Lately I’ve been thinking about how astonishing it is that two thousand years after Jesus lived on earth Christians can still think of ourselves as his followers.  We don’t serve God in the abstract; instead we serve God as revealed to us by Jesus.  There were many teachers in ancient times who had disciples then, yet very few if any can be said to still have disciples now.  So it is even more remarkable that we can be counted among Jesus’ disciples.  As I reflect on the readings for today I’m reminded of the ways that our ability to live as disciples of Jesus is a result of God’s providence and grace through the church. 
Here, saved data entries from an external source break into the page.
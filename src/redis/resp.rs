//! RESP2 framing shared by the client connections and the in-process store.
//!
//! `RespParser::parse` distinguishes an incomplete frame (`Ok(None)`) from a
//! malformed one (`Err`), so callers reading from a socket can keep buffering.

use bytes::{BufMut, BytesMut};

#[derive(Debug, Clone, PartialEq)]
pub enum RespValue {
    SimpleString(String),
    Error(String),
    Integer(i64),
    BulkString(Option<Vec<u8>>),
    Array(Option<Vec<RespValue>>),
}

impl RespValue {
    pub fn ok() -> Self {
        RespValue::SimpleString("OK".to_string())
    }

    pub fn nil() -> Self {
        RespValue::BulkString(None)
    }

    pub fn err(message: impl Into<String>) -> Self {
        RespValue::Error(message.into())
    }

    pub fn bulk(data: impl Into<Vec<u8>>) -> Self {
        RespValue::BulkString(Some(data.into()))
    }
}

pub struct RespParser;

/// Deepest array nesting accepted in one frame.
const MAX_DEPTH: usize = 128;

impl RespParser {
    /// Parse one frame from the front of `input`.
    ///
    /// Returns the value and the number of bytes it occupied, `Ok(None)` when
    /// more bytes are needed, or an error when the bytes cannot be RESP.
    pub fn parse(input: &[u8]) -> Result<Option<(RespValue, usize)>, String> {
        Self::parse_at(input, 0)
    }

    fn parse_at(input: &[u8], depth: usize) -> Result<Option<(RespValue, usize)>, String> {
        if input.is_empty() {
            return Ok(None);
        }

        match input[0] {
            b'+' => Self::parse_simple_string(input),
            b'-' => Self::parse_error(input),
            b':' => Self::parse_integer(input),
            b'$' => Self::parse_bulk_string(input),
            b'*' => Self::parse_array(input, depth),
            other => Err(format!("Unknown RESP type: {}", other as char)),
        }
    }

    /// Parse one frame and drop its bytes from the buffer.
    pub fn parse_buf(buf: &mut BytesMut) -> Result<Option<RespValue>, String> {
        match Self::parse(buf)? {
            Some((value, consumed)) => {
                let _ = buf.split_to(consumed);
                Ok(Some(value))
            }
            None => Ok(None),
        }
    }

    fn parse_simple_string(input: &[u8]) -> Result<Option<(RespValue, usize)>, String> {
        match Self::find_crlf(input) {
            Some(pos) => {
                let s = String::from_utf8_lossy(&input[1..pos]).to_string();
                Ok(Some((RespValue::SimpleString(s), pos + 2)))
            }
            None => Ok(None),
        }
    }

    fn parse_error(input: &[u8]) -> Result<Option<(RespValue, usize)>, String> {
        match Self::find_crlf(input) {
            Some(pos) => {
                let s = String::from_utf8_lossy(&input[1..pos]).to_string();
                Ok(Some((RespValue::Error(s), pos + 2)))
            }
            None => Ok(None),
        }
    }

    fn parse_integer(input: &[u8]) -> Result<Option<(RespValue, usize)>, String> {
        match Self::find_crlf(input) {
            Some(pos) => {
                let n = Self::parse_length_line(&input[1..pos])?;
                Ok(Some((RespValue::Integer(n), pos + 2)))
            }
            None => Ok(None),
        }
    }

    fn parse_bulk_string(input: &[u8]) -> Result<Option<(RespValue, usize)>, String> {
        let Some(pos) = Self::find_crlf(input) else {
            return Ok(None);
        };
        let len = Self::parse_length_line(&input[1..pos])?;

        if len == -1 {
            return Ok(Some((RespValue::BulkString(None), pos + 2)));
        }
        if len < 0 {
            return Err(format!("Invalid bulk string length: {}", len));
        }

        let start = pos + 2;
        let end = start + len as usize;

        if end + 2 > input.len() {
            return Ok(None);
        }
        if &input[end..end + 2] != b"\r\n" {
            return Err("Bulk string not terminated by CRLF".to_string());
        }

        let data = input[start..end].to_vec();
        Ok(Some((RespValue::BulkString(Some(data)), end + 2)))
    }

    fn parse_array(input: &[u8], depth: usize) -> Result<Option<(RespValue, usize)>, String> {
        if depth >= MAX_DEPTH {
            return Err("Array nesting too deep".to_string());
        }
        let Some(pos) = Self::find_crlf(input) else {
            return Ok(None);
        };
        let len = Self::parse_length_line(&input[1..pos])?;

        if len == -1 {
            return Ok(Some((RespValue::Array(None), pos + 2)));
        }
        if len < 0 {
            return Err(format!("Invalid array length: {}", len));
        }

        let mut elements = Vec::with_capacity(len.min(1024) as usize);
        let mut offset = pos + 2;

        for _ in 0..len {
            match Self::parse_at(&input[offset..], depth + 1)? {
                Some((value, consumed)) => {
                    elements.push(value);
                    offset += consumed;
                }
                None => return Ok(None),
            }
        }

        Ok(Some((RespValue::Array(Some(elements)), offset)))
    }

    fn parse_length_line(line: &[u8]) -> Result<i64, String> {
        let s = std::str::from_utf8(line).map_err(|e| e.to_string())?;
        s.parse::<i64>().map_err(|e| format!("Invalid RESP integer '{}': {}", s, e))
    }

    #[inline]
    fn find_crlf(input: &[u8]) -> Option<usize> {
        memchr::memchr(b'\r', input).and_then(|pos| {
            if pos + 1 < input.len() && input[pos + 1] == b'\n' {
                Some(pos)
            } else {
                None
            }
        })
    }

    pub fn encode(value: &RespValue) -> BytesMut {
        let mut buf = BytesMut::with_capacity(64);
        Self::encode_into(value, &mut buf);
        buf
    }

    pub fn encode_into(value: &RespValue, buf: &mut BytesMut) {
        match value {
            RespValue::SimpleString(s) => {
                buf.put_u8(b'+');
                buf.extend_from_slice(s.as_bytes());
                buf.extend_from_slice(b"\r\n");
            }
            RespValue::Error(s) => {
                buf.put_u8(b'-');
                buf.extend_from_slice(s.as_bytes());
                buf.extend_from_slice(b"\r\n");
            }
            RespValue::Integer(n) => {
                buf.put_u8(b':');
                buf.extend_from_slice(n.to_string().as_bytes());
                buf.extend_from_slice(b"\r\n");
            }
            RespValue::BulkString(None) => buf.extend_from_slice(b"$-1\r\n"),
            RespValue::BulkString(Some(data)) => Self::encode_bulk(data, buf),
            RespValue::Array(None) => buf.extend_from_slice(b"*-1\r\n"),
            RespValue::Array(Some(elements)) => {
                buf.put_u8(b'*');
                buf.extend_from_slice(elements.len().to_string().as_bytes());
                buf.extend_from_slice(b"\r\n");
                for element in elements {
                    Self::encode_into(element, buf);
                }
            }
        }
    }

    /// Write a command as an array of bulk strings, the only request shape
    /// a RESP2 server accepts.
    pub fn encode_command<'a, I>(parts: I, buf: &mut BytesMut)
    where
        I: ExactSizeIterator<Item = &'a [u8]>,
    {
        buf.put_u8(b'*');
        buf.extend_from_slice(parts.len().to_string().as_bytes());
        buf.extend_from_slice(b"\r\n");
        for part in parts {
            Self::encode_bulk(part, buf);
        }
    }

    fn encode_bulk(data: &[u8], buf: &mut BytesMut) {
        buf.put_u8(b'$');
        buf.extend_from_slice(data.len().to_string().as_bytes());
        buf.extend_from_slice(b"\r\n");
        buf.extend_from_slice(data);
        buf.extend_from_slice(b"\r\n");
    }
}
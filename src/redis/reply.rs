//! Store replies as seen by counter code.
//!
//! RESP has two spellings of "no value" (`$-1` and `*-1`); both collapse to
//! `Reply::Nil` here so decoders only match one shape.

use super::resp::RespValue;
use bytes::Bytes;

#[derive(Debug, Clone, PartialEq)]
pub enum Reply {
    /// Error reply from the store, kept verbatim (e.g. `WRONGTYPE ...`).
    Error(String),
    Nil,
    Integer(i64),
    /// Simple-string acknowledgement such as `OK`.
    Status(String),
    Bulk(Bytes),
    Array(Vec<Reply>),
}

impl Reply {
    pub fn is_nil(&self) -> bool {
        matches!(self, Reply::Nil)
    }

    /// Textual payload of a bulk or status reply.
    pub fn as_text(&self) -> Option<&str> {
        match self {
            Reply::Bulk(data) => std::str::from_utf8(data).ok(),
            Reply::Status(s) => Some(s),
            _ => None,
        }
    }

    pub fn kind(&self) -> &'static str {
        match self {
            Reply::Error(_) => "error",
            Reply::Nil => "nil",
            Reply::Integer(_) => "integer",
            Reply::Status(_) => "status",
            Reply::Bulk(_) => "bulk",
            Reply::Array(_) => "array",
        }
    }
}

impl From<RespValue> for Reply {
    fn from(value: RespValue) -> Self {
        match value {
            RespValue::SimpleString(s) => Reply::Status(s),
            RespValue::Error(s) => Reply::Error(s),
            RespValue::Integer(n) => Reply::Integer(n),
            RespValue::BulkString(None) | RespValue::Array(None) => Reply::Nil,
            RespValue::BulkString(Some(data)) => Reply::Bulk(Bytes::from(data)),
            RespValue::Array(Some(elements)) => {
                Reply::Array(elements.into_iter().map(Reply::from).collect())
            }
        }
    }
}

#[cfg(test)]
mod tests {
    use super::*;

    #[test]
    fn test_both_nil_spellings_collapse() {
        assert_eq!(Reply::from(RespValue::BulkString(None)), Reply::Nil);
        assert_eq!(Reply::from(RespValue::Array(None)), Reply::Nil);
    }

    #[test]
    fn test_array_elements_convert_recursively() {
        let reply = Reply::from(RespValue::Array(Some(vec![
            RespValue::bulk(b"1".to_vec()),
            RespValue::BulkString(None),
        ])));
        assert_eq!(
            reply,
            Reply::Array(vec![Reply::Bulk(Bytes::from_static(b"1")), Reply::Nil])
        );
    }

    #[test]
    fn test_as_text() {
        assert_eq!(Reply::Status("OK".to_string()).as_text(), Some("OK"));
        assert_eq!(Reply::Bulk(Bytes::from_static(b"1.5")).as_text(), Some("1.5"));
        assert_eq!(Reply::Integer(1).as_text(), None);
        assert_eq!(Reply::Bulk(Bytes::from_static(&[0xff, 0xfe])).as_text(), None);
    }
}
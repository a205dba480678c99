//! Batches of independent commands sent in one round trip.
//!
//! The store runs each command on its own; nothing here is transactional.
//! What a batch guarantees is correlation: after `execute` succeeds, reply
//! `i` belongs to command `i`.

use super::command::Command;
use super::connection::{Connection, TransportError};
use super::reply::Reply;
use tracing::trace;

#[derive(Debug, Default)]
pub struct Batch {
    commands: Vec<Command>,
    replies: Vec<Reply>,
}

impl Batch {
    pub fn with_capacity(capacity: usize) -> Self {
        Batch {
            commands: Vec::with_capacity(capacity),
            replies: Vec::new(),
        }
    }

    pub fn push(&mut self, command: Command) {
        self.commands.push(command);
    }

    pub fn len(&self) -> usize {
        self.commands.len()
    }

    pub fn is_empty(&self) -> bool {
        self.commands.is_empty()
    }

    pub fn commands(&self) -> &[Command] {
        &self.commands
    }

    /// Send every queued command through `conn` as one pipeline.
    ///
    /// Replies from a previous run are discarded first, so after a failure
    /// `reply` returns `None` for every command.
    pub fn execute<C: Connection + ?Sized>(&mut self, conn: &C) -> Result<(), TransportError> {
        self.replies.clear();
        if self.commands.is_empty() {
            return Ok(());
        }

        trace!(commands = self.commands.len(), "executing pipeline");
        let replies = conn.pipeline(&self.commands)?;
        if replies.len() != self.commands.len() {
            return Err(TransportError::ReplyCount {
                expected: self.commands.len(),
                actual: replies.len(),
            });
        }

        self.replies = replies;
        Ok(())
    }

    /// Reply to the command at `index`, once the batch has executed.
    pub fn reply(&self, index: usize) -> Option<&Reply> {
        self.replies.get(index)
    }

    /// Commands paired with their replies, in submission order.
    pub fn iter(&self) -> impl Iterator<Item = (&Command, &Reply)> {
        self.commands.iter().zip(self.replies.iter())
    }

    pub fn executed(&self) -> bool {
        !self.commands.is_empty() && self.replies.len() == self.commands.len()
    }
}

#[cfg(test)]
mod tests {
    use super::*;
    use parking_lot::Mutex;

    /// Answers each command with its position, or with a canned reply list.
    struct Scripted {
        canned: Mutex<Option<Vec<Reply>>>,
        fail: bool,
    }

    impl Connection for Scripted {
        fn execute(&self, _command: &Command) -> Result<Reply, TransportError> {
            Ok(Reply::Nil)
        }

        fn pipeline(&self, commands: &[Command]) -> Result<Vec<Reply>, TransportError> {
            if self.fail {
                return Err(TransportError::Protocol("scripted failure".to_string()));
            }
            if let Some(canned) = self.canned.lock().take() {
                return Ok(canned);
            }
            Ok((0..commands.len() as i64).map(Reply::Integer).collect())
        }
    }

    fn batch_of(n: usize) -> Batch {
        let mut batch = Batch::with_capacity(n);
        for i in 0..n {
            batch.push(Command::new("INCR").str_arg(&format!("k{}", i)));
        }
        batch
    }

    #[test]
    fn test_replies_correlate_by_position() {
        let conn = Scripted { canned: Mutex::new(None), fail: false };
        let mut batch = batch_of(3);
        batch.execute(&conn).unwrap();
        assert!(batch.executed());
        for (i, (cmd, reply)) in batch.iter().enumerate() {
            assert_eq!(cmd.to_string(), format!("INCR k{}", i));
            assert_eq!(reply, &Reply::Integer(i as i64));
        }
    }

    #[test]
    fn test_transport_failure_leaves_no_replies() {
        let ok = Scripted { canned: Mutex::new(None), fail: false };
        let failing = Scripted { canned: Mutex::new(None), fail: true };
        let mut batch = batch_of(2);
        batch.execute(&ok).unwrap();
        assert!(batch.execute(&failing).is_err());
        assert!(batch.reply(0).is_none());
        assert!(!batch.executed());
    }

    #[test]
    fn test_short_reply_list_is_rejected() {
        let conn = Scripted {
            canned: Mutex::new(Some(vec![Reply::Integer(1)])),
            fail: false,
        };
        let mut batch = batch_of(2);
        match batch.execute(&conn) {
            Err(TransportError::ReplyCount { expected: 2, actual: 1 }) => {}
            other => panic!("expected reply count mismatch, got {:?}", other),
        }
        assert!(batch.reply(0).is_none());
    }

    #[test]
    fn test_empty_batch_is_a_no_op() {
        let conn = Scripted { canned: Mutex::new(None), fail: true };
        let mut batch = Batch::default();
        assert!(batch.execute(&conn).is_ok());
        assert!(!batch.executed());
    }
}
The Catholic Church teaches that we are connected to Jesus not just in the mass and personal and corporate prayer but that the succession of ordained church leaders—specifically priests and bishops—can be traced back through the laying on of hands to Jesus’ original commission of the Apostles to go out into the world and spread the gospel.  Today’s feast of the chair of St. Peter reminds us of this connection to Christ through the apostolic succession of church leaders and calls attention to the specific role of church leaders in teaching and encouraging those they are put in charge of.
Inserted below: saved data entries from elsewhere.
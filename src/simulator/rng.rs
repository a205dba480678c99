use rand::{RngCore, SeedableRng};
use rand_chacha::ChaCha8Rng;

/// Seeded RNG; the same seed always yields the same run.
pub struct DeterministicRng {
    rng: ChaCha8Rng,
}

impl DeterministicRng {
    pub fn new(seed: u64) -> Self {
        DeterministicRng {
            rng: ChaCha8Rng::seed_from_u64(seed),
        }
    }

    pub fn next_u64(&mut self) -> u64 {
        self.rng.next_u64()
    }

    pub fn gen_range(&mut self, min: u64, max: u64) -> u64 {
        if min >= max {
            return min;
        }
        min + (self.next_u64() % (max - min))
    }

    /// Uniform in `min..max`, for signed amounts.
    pub fn gen_i64(&mut self, min: i64, max: i64) -> i64 {
        if min >= max {
            return min;
        }
        let span = max.abs_diff(min);
        min.wrapping_add((self.next_u64() % span) as i64)
    }

    pub fn gen_bool(&mut self, probability: f64) -> bool {
        let val = self.next_u64() as f64 / u64::MAX as f64;
        val < probability
    }

    pub fn choose<'a, T>(&mut self, items: &'a [T]) -> Option<&'a T> {
        if items.is_empty() {
            return None;
        }
        let idx = self.gen_range(0, items.len() as u64) as usize;
        items.get(idx)
    }
}

#[cfg(test)]
mod tests {
    use super::*;

    #[test]
    fn test_same_seed_same_sequence() {
        let mut a = DeterministicRng::new(7);
        let mut b = DeterministicRng::new(7);
        for _ in 0..100 {
            assert_eq!(a.next_u64(), b.next_u64());
        }
    }

    #[test]
    fn test_ranges() {
        let mut rng = DeterministicRng::new(1);
        for _ in 0..1000 {
            let n = rng.gen_range(3, 9);
            assert!((3..9).contains(&n));
            let i = rng.gen_i64(-5, 5);
            assert!((-5..5).contains(&i));
        }
        assert_eq!(rng.gen_range(4, 4), 4);
        assert!(rng.choose::<u8>(&[]).is_none());
    }
}
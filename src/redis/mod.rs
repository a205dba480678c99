//! Store plumbing consumed by the counters: RESP framing, commands, replies,
//! the `Connection` contract, pipelined batches and a client over the `redis` crate.

mod client;
mod command;
mod connection;
mod pipeline;
mod reply;
mod resp;

pub use client::RedisConnection;
pub use command::Command;
pub use connection::{Connection, TransportError};
pub use pipeline::Batch;
pub use reply::Reply;
pub use resp::{RespParser, RespValue};
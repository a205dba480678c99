use super::DeterministicRng;
use crate::redis::{Command, Connection, Reply, TransportError};
use parking_lot::Mutex;
use std::io;

#[derive(Debug, Clone, Copy, PartialEq, Eq)]
pub enum TransportFault {
    /// The request never reaches the store.
    Refused,
    /// The store executes the request but the reply is lost.
    ReplyLost,
    /// A pipeline comes back with its last reply missing.
    ShortPipeline,
}

#[derive(Debug, Clone)]
pub struct FaultConfig {
    pub refuse_prob: f64,
    pub reply_lost_prob: f64,
    pub short_pipeline_prob: f64,
}

impl Default for FaultConfig {
    fn default() -> Self {
        FaultConfig {
            refuse_prob: 0.05,
            reply_lost_prob: 0.05,
            short_pipeline_prob: 0.02,
        }
    }
}

impl FaultConfig {
    pub fn none() -> Self {
        FaultConfig {
            refuse_prob: 0.0,
            reply_lost_prob: 0.0,
            short_pipeline_prob: 0.0,
        }
    }
}

/// Wraps a connection and injects transport faults from a seeded RNG.
pub struct FaultyConnection<C> {
    inner: C,
    config: FaultConfig,
    state: Mutex<FaultState>,
}

struct FaultState {
    rng: DeterministicRng,
    injected: u64,
    last: Option<TransportFault>,
}

impl<C: Connection> FaultyConnection<C> {
    pub fn new(inner: C, config: FaultConfig, seed: u64) -> Self {
        FaultyConnection {
            inner,
            config,
            state: Mutex::new(FaultState {
                rng: DeterministicRng::new(seed),
                injected: 0,
                last: None,
            }),
        }
    }

    pub fn inner(&self) -> &C {
        &self.inner
    }

    /// Faults injected so far.
    pub fn injected(&self) -> u64 {
        self.state.lock().injected
    }

    /// Fault injected by the most recent call, if any.
    pub fn last_fault(&self) -> Option<TransportFault> {
        self.state.lock().last
    }

    fn roll(&self, pipelined: bool) -> Option<TransportFault> {
        let mut state = self.state.lock();
        let fault = if state.rng.gen_bool(self.config.refuse_prob) {
            Some(TransportFault::Refused)
        } else if state.rng.gen_bool(self.config.reply_lost_prob) {
            Some(TransportFault::ReplyLost)
        } else if pipelined && state.rng.gen_bool(self.config.short_pipeline_prob) {
            Some(TransportFault::ShortPipeline)
        } else {
            None
        };
        if fault.is_some() {
            state.injected += 1;
        }
        state.last = fault;
        fault
    }

    fn reset_error(fault: TransportFault) -> TransportError {
        TransportError::Io(io::Error::new(
            io::ErrorKind::ConnectionReset,
            format!("injected fault: {:?}", fault),
        ))
    }
}

impl<C: Connection> Connection for FaultyConnection<C> {
    fn execute(&self, command: &Command) -> Result<Reply, TransportError> {
        match self.roll(false) {
            Some(TransportFault::Refused) => Err(Self::reset_error(TransportFault::Refused)),
            Some(fault) => {
                self.inner.execute(command)?;
                Err(Self::reset_error(fault))
            }
            None => self.inner.execute(command),
        }
    }

    fn pipeline(&self, commands: &[Command]) -> Result<Vec<Reply>, TransportError> {
        match self.roll(true) {
            Some(TransportFault::Refused) => Err(Self::reset_error(TransportFault::Refused)),
            Some(TransportFault::ReplyLost) => {
                self.inner.pipeline(commands)?;
                Err(Self::reset_error(TransportFault::ReplyLost))
            }
            Some(TransportFault::ShortPipeline) => {
                let mut replies = self.inner.pipeline(commands)?;
                replies.pop();
                Ok(replies)
            }
            None => self.inner.pipeline(commands),
        }
    }
}

#[cfg(test)]
mod tests {
    use super::*;
    use crate::store::MemoryStore;

    fn incr() -> Command {
        Command::new("INCR").str_arg("a")
    }

    #[test]
    fn test_no_faults_is_transparent() {
        let conn = FaultyConnection::new(MemoryStore::new(), FaultConfig::none(), 1);
        assert_eq!(conn.execute(&incr()).unwrap(), Reply::Integer(1));
        assert_eq!(conn.injected(), 0);
    }

    #[test]
    fn test_lost_reply_still_reaches_store() {
        let config = FaultConfig {
            refuse_prob: 0.0,
            reply_lost_prob: 1.0,
            short_pipeline_prob: 0.0,
        };
        let conn = FaultyConnection::new(MemoryStore::new(), config, 1);
        assert!(conn.execute(&incr()).is_err());
        assert_eq!(conn.last_fault(), Some(TransportFault::ReplyLost));
        assert_eq!(conn.inner().get_string("a").as_deref(), Some("1"));
    }

    #[test]
    fn test_refused_never_reaches_store() {
        let config = FaultConfig {
            refuse_prob: 1.0,
            ..FaultConfig::none()
        };
        let conn = FaultyConnection::new(MemoryStore::new(), config, 1);
        assert!(conn.pipeline(&[incr(), incr()]).is_err());
        assert!(conn.inner().is_empty());
    }

    #[test]
    fn test_short_pipeline_drops_last_reply() {
        let config = FaultConfig {
            short_pipeline_prob: 1.0,
            ..FaultConfig::none()
        };
        let conn = FaultyConnection::new(MemoryStore::new(), config, 1);
        assert_eq!(conn.pipeline(&[incr(), incr()]).unwrap().len(), 1);
        assert_eq!(conn.injected(), 1);
    }
}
In the first reading, from 1 Peter, the word ‘presbyters’ refers to “the officially appointed leaders and teachers in the Christian community” (New American Bible, p. 1260).  The theme here is that Christian leaders must be selfless and devoted to those they are put in charge of leading and teaching.  They are called on to serve eagerly and not out of a sense that they have to.  And in tending their flocks they will be like Jesus who is the ultimate Good Shepherd.  Presbyters are commanded to feed God’s people by serving them and teaching them by example what it means to be friends of Jesus.  There is a message for lay people here as well.  We are expected to allow ourselves to be ministered to, taught by, and perhaps even corrected by our leaders, and in general to accept the grace of God as mediated to us in part by them. 
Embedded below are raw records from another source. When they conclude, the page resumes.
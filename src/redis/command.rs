//! Outbound store commands.
//!
//! A `Command` is a verb plus raw byte arguments. Counter code builds them
//! through the helpers in `counter::target`; connections only ever see the
//! verb/argument list and encode it as a RESP array.

use super::resp::{RespParser, RespValue};
use bytes::{Bytes, BytesMut};
use std::fmt;

#[derive(Debug, Clone, PartialEq, Eq)]
pub struct Command {
    verb: &'static str,
    args: Vec<Bytes>,
}

impl Command {
    pub fn new(verb: &'static str) -> Self {
        Command {
            verb,
            args: Vec::new(),
        }
    }

    pub fn arg(mut self, arg: impl Into<Bytes>) -> Self {
        self.args.push(arg.into());
        self
    }

    pub fn str_arg(self, arg: &str) -> Self {
        self.arg(Bytes::copy_from_slice(arg.as_bytes()))
    }

    pub fn str_args<'a, I>(mut self, args: I) -> Self
    where
        I: IntoIterator<Item = &'a str>,
    {
        self.args
            .extend(args.into_iter().map(|a| Bytes::copy_from_slice(a.as_bytes())));
        self
    }

    pub fn verb(&self) -> &'static str {
        self.verb
    }

    pub fn args(&self) -> &[Bytes] {
        &self.args
    }

    /// Append this command's RESP encoding to `buf`.
    pub fn encode_into(&self, buf: &mut BytesMut) {
        let mut parts: Vec<&[u8]> = Vec::with_capacity(self.args.len() + 1);
        parts.push(self.verb.as_bytes());
        parts.extend(self.args.iter().map(|a| &a[..]));
        RespParser::encode_command(parts.into_iter(), buf);
    }

    /// The command as the request value a server parses.
    pub fn to_resp(&self) -> RespValue {
        let mut elements = Vec::with_capacity(self.args.len() + 1);
        elements.push(RespValue::bulk(self.verb.as_bytes().to_vec()));
        elements.extend(self.args.iter().map(|a| RespValue::bulk(a.to_vec())));
        RespValue::Array(Some(elements))
    }
}

impl fmt::Display for Command {
    fn fmt(&self, f: &mut fmt::Formatter<'_>) -> fmt::Result {
        write!(f, "{}", self.verb)?;
        for arg in &self.args {
            write!(f, " {}", String::from_utf8_lossy(arg))?;
        }
        Ok(())
    }
}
How to interpret Jesus’ words to Peter in the gospel reading is often very controversial, particularly because it has been taking historically to concern the role and mission of the papacy.  Some who read this passage take Jesus’ reference to the ‘rock’ to be saying that the Church is built on Peter and by extension on the office of the papacy in a personal way.  Others take ‘rock’ to signify the office of bishop, or to the Apostles in general.  Still others take it to signify Peter’s confession that Jesus is Lord: the gates of hell cannot prevail against the Christian’s confession of Jesus’ Lordship over our lives.  

Some or all of these interpretations may have truth in it.  However, I do not find myself able to resolve the question of how to interpret Jesus’ words in the passage.  What I do find in reading it again is that Jesus is reminding Peter that his confession of Jesus is a gift from God.  Furthermore, the ability to see Jesus for who he really is is a grace given to Peter that he did not come up with on his own.  God revealed this truth to Peter.  It is through God’s grace that the Church continues to train up disciples and that these disciples are given the ability to prevail against the power of sin and death.  What a great comfort that is.